I'm not pwned because Sifu and I created porn in different ways out of peep's sports commentary.
Not my favorite either--especially ones that rely on the introduction of strange names like a "Rary" or "Bill Famey".
I told the Rary one at UFC 1.0. It seemed to go over as well as these things can.
Well, um, ok, I have to back wait, no I don't need to type that, just this part, Ok then, I was going to say, I really need erase all this and start over, dammit, I forgotten what
max
['Screw it.']
152: Yeah, exactly!
156; I don't get this. I don't think I want to get it.
159: lotta punsters in the world of MMA.
162: Yeah, they really get a kick out of wordplay.

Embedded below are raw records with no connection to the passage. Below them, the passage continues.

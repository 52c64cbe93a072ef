//! Planner store configuration

use serde::Deserialize;
use std::time::Duration;

use super::client::Environment;
use super::error::ValidationError;

/// Remote planner store configuration
#[derive(Debug, Clone, Deserialize)]
pub struct StoreConfig {
    /// Base URL of the planner service
    pub base_url: String,

    /// Path of the planner document
    #[serde(default = "default_planner_path")]
    pub planner_path: String,

    /// Request timeout in seconds
    #[serde(default = "default_request_timeout")]
    pub request_timeout_secs: u64,
}

impl StoreConfig {
    /// Get request timeout as Duration
    pub fn request_timeout(&self) -> Duration {
        Duration::from_secs(self.request_timeout_secs)
    }

    /// Validate store configuration
    ///
    /// In production, requires HTTPS for the base URL.
    pub fn validate(&self, environment: &Environment) -> Result<(), ValidationError> {
        if self.base_url.is_empty() {
            return Err(ValidationError::MissingRequired("STORE__BASE_URL"));
        }
        if !self.base_url.starts_with("http://") && !self.base_url.starts_with("https://") {
            return Err(ValidationError::InvalidStoreUrl);
        }
        if *environment == Environment::Production && !self.base_url.starts_with("https://") {
            return Err(ValidationError::StoreUrlMustBeHttps);
        }
        if self.request_timeout_secs == 0 || self.request_timeout_secs > 300 {
            return Err(ValidationError::InvalidTimeout);
        }
        Ok(())
    }
}

impl Default for StoreConfig {
    fn default() -> Self {
        Self {
            base_url: String::new(),
            planner_path: default_planner_path(),
            request_timeout_secs: default_request_timeout(),
        }
    }
}

fn default_planner_path() -> String {
    "/planner".to_string()
}

fn default_request_timeout() -> u64 {
    30
}

#[cfg(test)]
mod tests {
    use super::*;

    fn valid() -> StoreConfig {
        StoreConfig {
            base_url: "https://planner.example.edu".to_string(),
            ..Default::default()
        }
    }

    #[test]
    fn test_store_config_defaults() {
        let config = StoreConfig::default();
        assert_eq!(config.planner_path, "/planner");
        assert_eq!(config.request_timeout(), Duration::from_secs(30));
    }

    #[test]
    fn test_validation_accepts_https() {
        assert!(valid().validate(&Environment::Production).is_ok());
    }

    #[test]
    fn test_validation_requires_base_url() {
        let config = StoreConfig::default();
        assert_eq!(
            config.validate(&Environment::Development),
            Err(ValidationError::MissingRequired("STORE__BASE_URL"))
        );
    }

    #[test]
    fn test_validation_rejects_non_http_scheme() {
        let config = StoreConfig {
            base_url: "ftp://planner".to_string(),
            ..Default::default()
        };
        assert_eq!(
            config.validate(&Environment::Development),
            Err(ValidationError::InvalidStoreUrl)
        );
    }

    #[test]
    fn test_http_allowed_only_outside_production() {
        let config = StoreConfig {
            base_url: "http://localhost:3000".to_string(),
            ..Default::default()
        };
        assert!(config.validate(&Environment::Development).is_ok());
        assert_eq!(
            config.validate(&Environment::Production),
            Err(ValidationError::StoreUrlMustBeHttps)
        );
    }

    #[test]
    fn test_validation_invalid_timeout() {
        let config = StoreConfig {
            request_timeout_secs: 0,
            ..valid()
        };
        assert!(config.validate(&Environment::Development).is_err());

        let config = StoreConfig {
            request_timeout_secs: 500,
            ..valid()
        };
        assert!(config.validate(&Environment::Development).is_err());
    }
}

kids playing sports doing commentary
I think it is in "Muriel's Wedding" where we see the grown idiot brother narrating his soccer game against no one in the courtyard. He says "How can one man be so fast and so strong?", and I loved that beyond measure. I say it all the time. I took out the trash! How can one woman be so fast and so strong?

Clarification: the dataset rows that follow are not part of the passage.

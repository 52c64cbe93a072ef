//! Static session context.
//!
//! Holds the current token in memory. The sign-in flow (out of scope here)
//! calls `sign_in`/`sign_out`; the planner only reads.
//!
//! # Example
//!
//! ```ignore
//! use course_planner::adapters::session::StaticSession;
//!
//! let session = StaticSession::signed_out();
//! session.sign_in("token-from-login");
//! assert!(session.is_signed_in());
//! ```

use std::sync::RwLock;

use crate::domain::foundation::SessionToken;
use crate::ports::SessionContext;

/// In-memory session context.
#[derive(Debug, Default)]
pub struct StaticSession {
    token: RwLock<Option<SessionToken>>,
}

impl StaticSession {
    /// Creates a context signed in with `token`. A blank token means signed out.
    pub fn new(token: impl Into<String>) -> Self {
        Self {
            token: RwLock::new(SessionToken::new(token)),
        }
    }

    /// Creates a context with no session.
    pub fn signed_out() -> Self {
        Self::default()
    }

    /// Creates a context from an environment variable, signed out if unset.
    pub fn from_env(var: &str) -> Self {
        std::env::var(var).map(Self::new).unwrap_or_default()
    }

    /// Replaces the current token.
    pub fn sign_in(&self, token: impl Into<String>) {
        *self.write() = SessionToken::new(token);
    }

    /// Drops the current token.
    pub fn sign_out(&self) {
        *self.write() = None;
    }

    pub fn is_signed_in(&self) -> bool {
        self.token().is_some()
    }

    fn write(&self) -> std::sync::RwLockWriteGuard<'_, Option<SessionToken>> {
        self.token.write().unwrap_or_else(|poisoned| poisoned.into_inner())
    }
}

impl SessionContext for StaticSession {
    fn token(&self) -> Option<SessionToken> {
        self.token
            .read()
            .unwrap_or_else(|poisoned| poisoned.into_inner())
            .clone()
    }
}
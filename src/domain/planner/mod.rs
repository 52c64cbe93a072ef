//! Planner module - the editable plan and the remote document it syncs with.
//!
//! - `errors` - `PlannerError`
//! - `planned_set` - `PlannedSet` with toggle/select/clear
//! - `signature` - `PlanSignature` for change detection
//! - `snapshot` - `PlannerSnapshot`, the opaque remote document
//! - `status` - `PlannerStatus` lifecycle state machine

mod errors;
mod planned_set;
mod signature;
mod snapshot;
mod status;

pub use errors::PlannerError;
pub use planned_set::PlannedSet;
pub use signature::PlanSignature;
pub use snapshot::{PlannerSnapshot, CURRICULUM_FIELD, PLANNED_CODES_FIELD};
pub use status::PlannerStatus;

"Cinderella story. Outta nowhere. A former greenskeeper, now, about to become the Masters champion. It looks like a mirac... It's in the hole! It's in the hole! It's in the hole! "
"How can one man be so fast and so strong?"
my new FB status. Hear me roar, byotchkas.
168: ...big hitter, the Lama...
The novel was published in 1930, and Spade is already an established PI. So Flippanter is a centenarian?
A centenarian where it counts, doll.*
Miles Archer is described as "apparently as many years past forty as Spade was past thirty." It probably isn't too far off the mark to speculate that Hammett thought of Spade as around his own age (b. 1894).
* I.e., in the heart of Willard Scott, I guess.
He's 6-5, with the afro, 6-9. Four Million dollars a year sure..but he's worth every penny. Watch here as he fights off four, five defenders. Fletch, he defines grace under pressure.
I am present! I know what we are doing! Why are you simultaneously telling me what we are doing?!
Hear that kiddos? Other people feel the same way as me! "We do not need the sodding running commentary."
Wow! *No* Details, please!
Perfectly understandable, though.
Actually, I rather like venison sausage.
175: How does it go with low-hanging fruit?
You ever get the feeling you just missed something?
177: Yeah, but then along comes something new! Time flies like an arrow; low-hanging fruit flies like dog-meat frankfurters.
116: Chicago you say? Well now I intend to check it out. I wish I knew how to tell a story. The website suggests they have workshops.
I tell stories with details that people think interesting enough to take on tangents, or details that are more interesting than the story that's developing seems likely to be without knowing the end, and then never finish the stories.
I tell stories with details that people think interesting enough to take on tangents,
There was a kindly mathematician at a conference who was telling a long, boring story with the incidental detail, "This was back when i was writing jokes for Letterman."
I was like "WHAT! WHAT!" and made him go back and tell that story, which was vastly overstated. He used to send jokes to Letterman, and they'll pay you $50 if they use your joke. Or they used to.
He got one joke in: "For the 1986 presidential primaries, the strip clubs in New York hired 200 extra dancers for the Democratic primary. The strip clubs in Houston hired 150 extra dancers for the Republicans. So it's true, Democrats do create more jobs!"
I haven't told stories with that kind of tangent, at least not usually. It's more like people don't realize, or don't care, that there's more to the story. It happens more in groups than with just one person. You have to have a different approach with groups, like clearly signaling "this is about the time that [something something]" instead of just telling the story about that. Individuals are less likely to jump in about such and such.
For the 1986 presidential primaries
Letterman needs some better fact-checkers.
I sometimes have the problem that I'm telling some true story and partway through I realize that the denoument is actually kind of horrifying, even though I think it's hilarious. this is one of the things I like about AA and NA, that you can get a room full of people laughing heartily at someone's failed suicide attempt.